• Goal of the exercise:
Find the line with "all of them." in the records below. Copy it and every line after it, up to and including the line with "ctx.logger.log_run_started(&ctx.window, descriptors.len());".

• Material for this exercise:
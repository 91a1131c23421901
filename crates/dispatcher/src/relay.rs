//! Relay - start/stop lifecycle
//!
//! Wires settings -> SinkPool -> Forwarder -> Dispatcher. Startup never
//! waits on a collector; shutdown closes whatever connected.

use std::sync::Arc;

use tokio::runtime::Handle;
use tracing::{info, instrument};

use config_loader::parse_endpoints;
use contracts::{ContractError, RelaySettings, Scheduler};
use forwarder::{Forwarder, SinkHandle, SinkPool, TraceSink};

use crate::dispatcher::Dispatcher;

/// A running relay
pub struct Relay {
    dispatcher: Dispatcher,
    forwarder: Arc<Forwarder>,
}

impl Relay {
    /// Start connecting to every configured collector and return at once
    ///
    /// Malformed sink entries are logged and skipped. Background work runs
    /// on `runtime`; deferred host work goes to `scheduler`.
    ///
    /// # Errors
    /// `ContractError::ConfigValidation` when `queue_capacity` is zero.
    #[instrument(name = "relay_start", skip_all)]
    pub fn start(
        settings: &RelaySettings,
        runtime: &Handle,
        scheduler: Arc<dyn Scheduler>,
    ) -> Result<Self, ContractError> {
        if settings.queue_capacity == 0 {
            return Err(ContractError::config_validation(
                "queue_capacity",
                "must be greater than 0",
            ));
        }

        let endpoints = parse_endpoints(settings.splunks.as_deref());
        let pool = SinkPool::connect_all(&endpoints, settings.queue_capacity, runtime);

        if settings.echo {
            let _guard = runtime.enter();
            pool.attach(SinkHandle::spawn(
                TraceSink::new("echo"),
                settings.queue_capacity,
            ));
        }

        let forwarder = Arc::new(Forwarder::new(pool));
        let dispatcher = Dispatcher::new(Arc::clone(&forwarder), scheduler);

        info!(
            collectors = endpoints.len(),
            echo = settings.echo,
            "Relay started"
        );

        Ok(Self {
            dispatcher,
            forwarder,
        })
    }

    /// Entry points for host notifications
    pub fn dispatcher(&self) -> &Dispatcher {
        &self.dispatcher
    }

    pub fn forwarder(&self) -> &Arc<Forwarder> {
        &self.forwarder
    }

    /// Wait for every startup connection attempt to finish
    pub async fn wait_for_connections(&self) {
        self.forwarder.pool().wait_for_connections().await;
    }

    /// Close every sink
    #[instrument(name = "relay_stop", skip(self))]
    pub async fn stop(self) {
        self.forwarder.pool().close_all().await;
        info!("Relay stopped");
    }
}
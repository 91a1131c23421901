//! LogLine - formatter output
//!
//! An immutable, already terminated record ready for the wire.

use std::fmt;
use std::sync::Arc;

/// Record boundary appended to every line: CRLF followed by an empty line.
pub const RECORD_TERMINATOR: &str = "\r\n\r\n";

/// One formatted log record
///
/// Always ends with [`RECORD_TERMINATOR`]. Cloning is cheap, so the same line
/// can be queued for every sink without copying the text.
#[derive(Debug, Clone, PartialEq, Eq, Hash)]
pub struct LogLine(Arc<str>);

impl LogLine {
    /// Join a rendered timestamp and an action body into a terminated record
    pub fn compose(timestamp: &str, body: &str) -> Self {
        let mut text =
            String::with_capacity(timestamp.len() + 1 + body.len() + RECORD_TERMINATOR.len());
        text.push_str(timestamp);
        text.push(' ');
        text.push_str(body);
        text.push_str(RECORD_TERMINATOR);
        Self(text.into())
    }

    pub fn as_str(&self) -> &str {
        &self.0
    }

    /// UTF-8 wire encoding
    pub fn as_bytes(&self) -> &[u8] {
        self.0.as_bytes()
    }

    /// Line text without the record terminator
    pub fn record(&self) -> &str {
        let text: &str = &self.0;
        text.strip_suffix(RECORD_TERMINATOR).unwrap_or(text)
    }

    pub fn len(&self) -> usize {
        self.0.len()
    }

    pub fn is_empty(&self) -> bool {
        self.0.is_empty()
    }
}

impl fmt::Display for LogLine {
    fn fmt(&self, f: &mut fmt::Formatter<'_>) -> fmt::Result {
        f.write_str(self.record())
    }
}
//! DedupFilter - single-slot repeat suppression
//!
//! The host sometimes fires the same occurrence more than once. Only the
//! immediately preceding line is remembered; a repeat separated by any other
//! line goes through.

use contracts::LogLine;

/// Remembers the last accepted line
#[derive(Debug, Default)]
pub struct DedupFilter {
    last: Option<LogLine>,
}

impl DedupFilter {
    pub fn new() -> Self {
        Self::default()
    }

    /// Whether `line` should be emitted; remembers it when it is
    pub fn should_emit(&mut self, line: &LogLine) -> bool {
        if self.last.as_ref() == Some(line) {
            return false;
        }
        self.last = Some(line.clone());
        true
    }

    /// Last accepted line, if any
    pub fn last(&self) -> Option<&LogLine> {
        self.last.as_ref()
    }
}
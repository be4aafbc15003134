//! Concurrent fan-out of one pipeline per kind

use super::{run_pipeline, PipelineContext, PipelineSummary};
use crate::error::PipelineError;
use crate::models::AggregateKind;
use crate::normalize::KindDescriptor;
use std::sync::Arc;
use std::time::{Duration, Instant};

/// How one kind's pipeline ended
#[derive(Debug)]
pub enum PipelineOutcome {
    Succeeded(PipelineSummary),
    Failed(PipelineError),
    /// The task panicked or was cancelled before producing a result
    Aborted(String),
}

impl PipelineOutcome {
    pub fn is_success(&self) -> bool {
        matches!(self, PipelineOutcome::Succeeded(_))
    }

    /// `success`, the failing stage, or `aborted`
    pub fn label(&self) -> &'static str {
        match self {
            PipelineOutcome::Succeeded(_) => "success",
            PipelineOutcome::Failed(e) => e.stage(),
            PipelineOutcome::Aborted(_) => "aborted",
        }
    }
}

/// Per-kind result collected by [`run_all`]
#[derive(Debug)]
pub struct PipelineReport {
    pub kind: AggregateKind,
    pub outcome: PipelineOutcome,
    pub duration: Duration,
}

/// Run one pipeline per descriptor concurrently and wait for all of them.
///
/// A failing or panicking pipeline never affects its siblings. Reports are
/// returned in descriptor order.
pub async fn run_all(
    ctx: Arc<PipelineContext>,
    descriptors: Vec<KindDescriptor>,
) -> Vec<PipelineReport> {
    ctx.logger.log_run_started(&ctx.window, descriptors.len());
    let started = Instant::now();

    let handles: Vec<_> = descriptors
        .into_iter()
        .map(|descriptor| {
            let kind = descriptor.kind;
            let ctx = Arc::clone(&ctx);
            let handle = tokio::spawn(async move {
                let start = Instant::now();
                let result = run_pipeline(&ctx, &descriptor).await;
                (result, start.elapsed())
            });
            (kind, handle)
        })
        .collect();

    let mut reports = Vec::with_capacity(handles.len());
    for (kind, handle) in handles {
        let (outcome, duration) = match handle.await {
            Ok((Ok(summary), duration)) => {
                ctx.logger.log_pipeline_succeeded(
                    kind,
                    summary.rows_appended(),
                    duration.as_secs_f64(),
                );
                (PipelineOutcome::Succeeded(summary), duration)
            }
            Ok((Err(error), duration)) => {
                ctx.logger.log_pipeline_failed(kind, &error);
                (PipelineOutcome::Failed(error), duration)
            }
            Err(join_error) => {
                let reason = join_error.to_string();
                ctx.logger.log_pipeline_lost(kind, &reason);
                (PipelineOutcome::Aborted(reason), started.elapsed())
            }
        };

        ctx.metrics
            .record_pipeline(kind, outcome.label(), duration.as_secs_f64());
        reports.push(PipelineReport {
            kind,
            outcome,
            duration,
        });
    }

    let succeeded = reports.iter().filter(|r| r.outcome.is_success()).count();
    ctx.logger
        .log_run_finished(succeeded, reports.len() - succeeded);

    reports
}
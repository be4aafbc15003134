//! Rollout name recovery for controller items

/// Prefix the allocation API puts on Argo rollout controllers
pub const ROLLOUT_PREFIX: &str = "rollout:";

const HASH_LEN: usize = 10;

/// Logical rollout name for a controller item, if it is a rollout.
///
/// `rollout:myapp-7f9c8d1a2b` becomes `myapp`: the prefix is removed, then a
/// trailing `-` followed by exactly ten lowercase hex characters (the pod
/// template hash) is stripped when present.
pub fn rollout_name(controller: &str) -> Option<String> {
    let name = controller.strip_prefix(ROLLOUT_PREFIX)?;
    Some(strip_template_hash(name).to_string())
}

fn strip_template_hash(name: &str) -> &str {
    let bytes = name.as_bytes();
    if bytes.len() < HASH_LEN + 1 {
        return name;
    }

    let split = bytes.len() - HASH_LEN - 1;
    let (head, tail) = bytes.split_at(split);
    let is_hash = tail[0] == b'-'
        && tail[1..]
            .iter()
            .all(|b| b.is_ascii_digit() || (b'a'..=b'f').contains(b));

    if is_hash {
        // the tail is pure ASCII, so `split` is a char boundary
        &name[..head.len()]
    } else {
        name
    }
}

• Task output:
/// Run one pipeline per descriptor concurrently and wait for all of them.
///
/// A failing or panicking pipeline never affects its siblings. Reports are
/// returned in descriptor order.
pub async fn run_all(
    ctx: Arc<PipelineContext>,
    descriptors: Vec<KindDescriptor>,
) -> Vec<PipelineReport> {
    ctx.logger.log_run_started(&ctx.window, descriptors.len());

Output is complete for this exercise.